= Beginning of Section =
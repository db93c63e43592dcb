//! An in-process stand-in for the remote service.
//!
//! Keeps every entity in memory, records each call it receives and can be
//! told to fail chosen operations. Used by the test suites and by dry runs.

use async_trait::async_trait;
use chrono::Utc;
use tokio::sync::Mutex;
use uuid::Uuid;

use super::{Gateway, GatewayError, GatewayOp};
use crate::models::{Agent, Label, Site, Test, TestStatus};

/// One call received by a [`MemoryGateway`]. `key` is the entity name for
/// creates and updates, and the test name (falling back to the id) for
/// deletes and status changes.
#[derive(Debug, Clone, PartialEq, Eq)]
pub struct GatewayCall {
    pub op: GatewayOp,
    pub key: Option<String>,
}

#[derive(Debug, Clone, Copy, PartialEq, Eq)]
pub enum FailureKind {
    /// Behaves like a request whose retries were exhausted.
    Transport,
    /// Behaves like a non-retryable client error with this status.
    Rejected(u16),
}

/// A standing instruction to fail matching calls.
#[derive(Debug, Clone, PartialEq, Eq)]
pub struct Failure {
    pub op: GatewayOp,
    pub key: Option<String>,
    pub kind: FailureKind,
}

impl Failure {
    pub fn transport(op: GatewayOp) -> Self {
        Self { op, key: None, kind: FailureKind::Transport }
    }

    pub fn rejected(op: GatewayOp, status: u16) -> Self {
        Self { op, key: None, kind: FailureKind::Rejected(status) }
    }

    /// Restricts the failure to calls about the named entity.
    pub fn for_key(mut self, key: impl Into<String>) -> Self {
        self.key = Some(key.into());
        self
    }

    fn matches(&self, op: GatewayOp, key: Option<&str>) -> bool {
        self.op == op && self.key.as_deref().map_or(true, |k| Some(k) == key)
    }

    fn to_error(&self) -> GatewayError {
        match self.kind {
            FailureKind::Transport => GatewayError::Exhausted {
                attempts: 1,
                message: format!("injected transport failure for {}", self.op),
            },
            FailureKind::Rejected(status) => GatewayError::Rejected {
                status,
                message: format!("injected rejection for {}", self.op),
            },
        }
    }
}

#[derive(Debug, Default)]
struct MemoryState {
    labels: Vec<Label>,
    sites: Vec<Site>,
    agents: Vec<Agent>,
    tests: Vec<Test>,
    calls: Vec<GatewayCall>,
    failures: Vec<Failure>,
}

impl MemoryState {
    fn record(&mut self, op: GatewayOp, key: Option<&str>) -> Result<(), GatewayError> {
        self.calls.push(GatewayCall {
            op,
            key: key.map(str::to_string),
        });
        match self.failures.iter().find(|f| f.matches(op, key)) {
            Some(failure) => Err(failure.to_error()),
            None => Ok(()),
        }
    }

    fn test_key(&self, id: &str) -> String {
        self.tests
            .iter()
            .find(|t| t.id.as_deref() == Some(id))
            .map(|t| t.name.clone())
            .unwrap_or_else(|| id.to_string())
    }
}

fn new_id() -> String {
    Uuid::new_v4().to_string()
}

fn not_found(kind: &str, id: &str) -> GatewayError {
    GatewayError::Rejected {
        status: 404,
        message: format!("{} '{}' not found", kind, id),
    }
}

#[derive(Debug, Default)]
pub struct MemoryGateway {
    state: Mutex<MemoryState>,
}

impl MemoryGateway {
    pub fn new() -> Self {
        Self::default()
    }

    pub fn with_agent(mut self, agent: Agent) -> Self {
        self.state.get_mut().agents.push(agent);
        self
    }

    pub fn with_label(mut self, mut label: Label) -> Self {
        label.id.get_or_insert_with(new_id);
        self.state.get_mut().labels.push(label);
        self
    }

    pub fn with_site(mut self, mut site: Site) -> Self {
        site.id.get_or_insert_with(new_id);
        self.state.get_mut().sites.push(site);
        self
    }

    pub fn with_test(mut self, mut test: Test) -> Self {
        test.id.get_or_insert_with(new_id);
        test.status.get_or_insert(TestStatus::Active);
        self.state.get_mut().tests.push(test);
        self
    }

    pub fn with_failure(mut self, failure: Failure) -> Self {
        self.state.get_mut().failures.push(failure);
        self
    }

    pub async fn inject(&self, failure: Failure) {
        self.state.lock().await.failures.push(failure);
    }

    pub async fn clear_failures(&self) {
        self.state.lock().await.failures.clear();
    }

    pub async fn tests(&self) -> Vec<Test> {
        self.state.lock().await.tests.clone()
    }

    pub async fn test_named(&self, name: &str) -> Option<Test> {
        self.state.lock().await.tests.iter().find(|t| t.name == name).cloned()
    }

    pub async fn labels(&self) -> Vec<Label> {
        self.state.lock().await.labels.clone()
    }

    pub async fn sites(&self) -> Vec<Site> {
        self.state.lock().await.sites.clone()
    }

    pub async fn calls(&self) -> Vec<GatewayCall> {
        self.state.lock().await.calls.clone()
    }

    pub async fn mutating_calls(&self) -> Vec<GatewayCall> {
        self.state
            .lock()
            .await
            .calls
            .iter()
            .filter(|c| c.op.is_mutation())
            .cloned()
            .collect()
    }

    pub async fn clear_calls(&self) {
        self.state.lock().await.calls.clear();
    }
}

#[async_trait]
impl Gateway for MemoryGateway {
    async fn list_labels(&self) -> Result<Vec<Label>, GatewayError> {
        let mut state = self.state.lock().await;
        state.record(GatewayOp::ListLabels, None)?;
        Ok(state.labels.clone())
    }

    async fn create_label(&self, label: &Label) -> Result<Label, GatewayError> {
        let mut state = self.state.lock().await;
        state.record(GatewayOp::CreateLabel, Some(&label.name))?;
        if state.labels.iter().any(|l| l.name == label.name) {
            return Err(GatewayError::Rejected {
                status: 409,
                message: format!("label '{}' already exists", label.name),
            });
        }
        let mut created = label.clone();
        let now = Utc::now();
        created.id = Some(new_id());
        created.cdate = Some(now);
        created.edate = Some(now);
        state.labels.push(created.clone());
        Ok(created)
    }

    async fn list_sites(&self) -> Result<Vec<Site>, GatewayError> {
        let mut state = self.state.lock().await;
        state.record(GatewayOp::ListSites, None)?;
        Ok(state.sites.clone())
    }

    async fn create_site(&self, site: &Site) -> Result<Site, GatewayError> {
        let mut state = self.state.lock().await;
        state.record(GatewayOp::CreateSite, Some(&site.title))?;
        if state.sites.iter().any(|s| s.title == site.title) {
            return Err(GatewayError::Rejected {
                status: 409,
                message: format!("site '{}' already exists", site.title),
            });
        }
        let mut created = site.clone();
        created.id = Some(new_id());
        state.sites.push(created.clone());
        Ok(created)
    }

    async fn list_agents(&self) -> Result<Vec<Agent>, GatewayError> {
        let mut state = self.state.lock().await;
        state.record(GatewayOp::ListAgents, None)?;
        Ok(state.agents.clone())
    }

    async fn list_tests(&self) -> Result<Vec<Test>, GatewayError> {
        let mut state = self.state.lock().await;
        state.record(GatewayOp::ListTests, None)?;
        Ok(state.tests.clone())
    }

    async fn create_test(&self, test: &Test) -> Result<Test, GatewayError> {
        let mut state = self.state.lock().await;
        state.record(GatewayOp::CreateTest, Some(&test.name))?;
        let mut created = test.clone();
        let now = Utc::now();
        created.id = Some(new_id());
        created.status = Some(test.status.unwrap_or_default());
        created.cdate = Some(now);
        created.edate = Some(now);
        state.tests.push(created.clone());
        Ok(created)
    }

    async fn update_test(&self, id: &str, test: &Test) -> Result<Test, GatewayError> {
        let mut state = self.state.lock().await;
        state.record(GatewayOp::UpdateTest, Some(&test.name))?;
        let existing = state
            .tests
            .iter_mut()
            .find(|t| t.id.as_deref() == Some(id))
            .ok_or_else(|| not_found("test", id))?;
        let mut updated = test.clone();
        updated.id = Some(id.to_string());
        updated.status = test.status.or(existing.status);
        updated.cdate = existing.cdate;
        updated.edate = Some(Utc::now());
        *existing = updated.clone();
        Ok(updated)
    }

    async fn delete_test(&self, id: &str) -> Result<(), GatewayError> {
        let mut state = self.state.lock().await;
        let key = state.test_key(id);
        state.record(GatewayOp::DeleteTest, Some(&key))?;
        let before = state.tests.len();
        state.tests.retain(|t| t.id.as_deref() != Some(id));
        if state.tests.len() == before {
            return Err(not_found("test", id));
        }
        Ok(())
    }

    async fn set_test_status(&self, id: &str, status: TestStatus) -> Result<(), GatewayError> {
        let mut state = self.state.lock().await;
        let key = state.test_key(id);
        state.record(GatewayOp::SetTestStatus, Some(&key))?;
        let test = state
            .tests
            .iter_mut()
            .find(|t| t.id.as_deref() == Some(id))
            .ok_or_else(|| not_found("test", id))?;
        test.status = Some(status);
        test.edate = Some(Utc::now());
        Ok(())
    }
}

#[cfg(test)]
mod tests {
    use super::*;

    fn sample_test(name: &str) -> Test {
        Test {
            id: None,
            name: name.to_string(),
            test_type: "hostname".to_string(),
            status: None,
            settings: Default::default(),
            labels: vec![],
            cdate: None,
            edate: None,
        }
    }

    #[tokio::test]
    async fn test_create_assigns_fresh_ids() {
        let gateway = MemoryGateway::new();
        let a = gateway.create_test(&sample_test("a")).await.unwrap();
        let b = gateway.create_test(&sample_test("b")).await.unwrap();
        assert!(a.id.is_some());
        assert_ne!(a.id, b.id);
        assert_eq!(a.status, Some(TestStatus::Active));
    }

    #[tokio::test]
    async fn test_injected_failure_only_hits_matching_key() {
        let gateway = MemoryGateway::new()
            .with_failure(Failure::transport(GatewayOp::CreateTest).for_key("bad"));
        assert!(gateway.create_test(&sample_test("good")).await.is_ok());
        let err = gateway.create_test(&sample_test("bad")).await.unwrap_err();
        assert!(err.is_transport());
        assert_eq!(gateway.tests().await.len(), 1);
        assert_eq!(gateway.mutating_calls().await.len(), 2);
    }

    #[tokio::test]
    async fn test_delete_unknown_id_is_rejected() {
        let gateway = MemoryGateway::new();
        match gateway.delete_test("nope").await {
            Err(GatewayError::Rejected { status, .. }) => assert_eq!(status, 404),
            other => panic!("unexpected result {:?}", other),
        }
    }

    #[tokio::test]
    async fn test_update_keeps_status_and_creation_date() {
        let gateway = MemoryGateway::new().with_test(sample_test("t"));
        let stored = gateway.test_named("t").await.unwrap();
        let id = stored.id.clone().unwrap();
        gateway.set_test_status(&id, TestStatus::Paused).await.unwrap();

        let mut desired = sample_test("t");
        desired.settings.period = Some(120);
        let updated = gateway.update_test(&id, &desired).await.unwrap();
        assert_eq!(updated.status, Some(TestStatus::Paused));
        assert_eq!(updated.settings.period, Some(120));
        assert_eq!(updated.cdate, stored.cdate);
    }
}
= End of Section =
> _Goal of the exercise_: Using the listing above, list every line in which the string "super" occurs.

> _Solved exercise_:
use super::{Gateway, GatewayError, GatewayOp};
    use super::*;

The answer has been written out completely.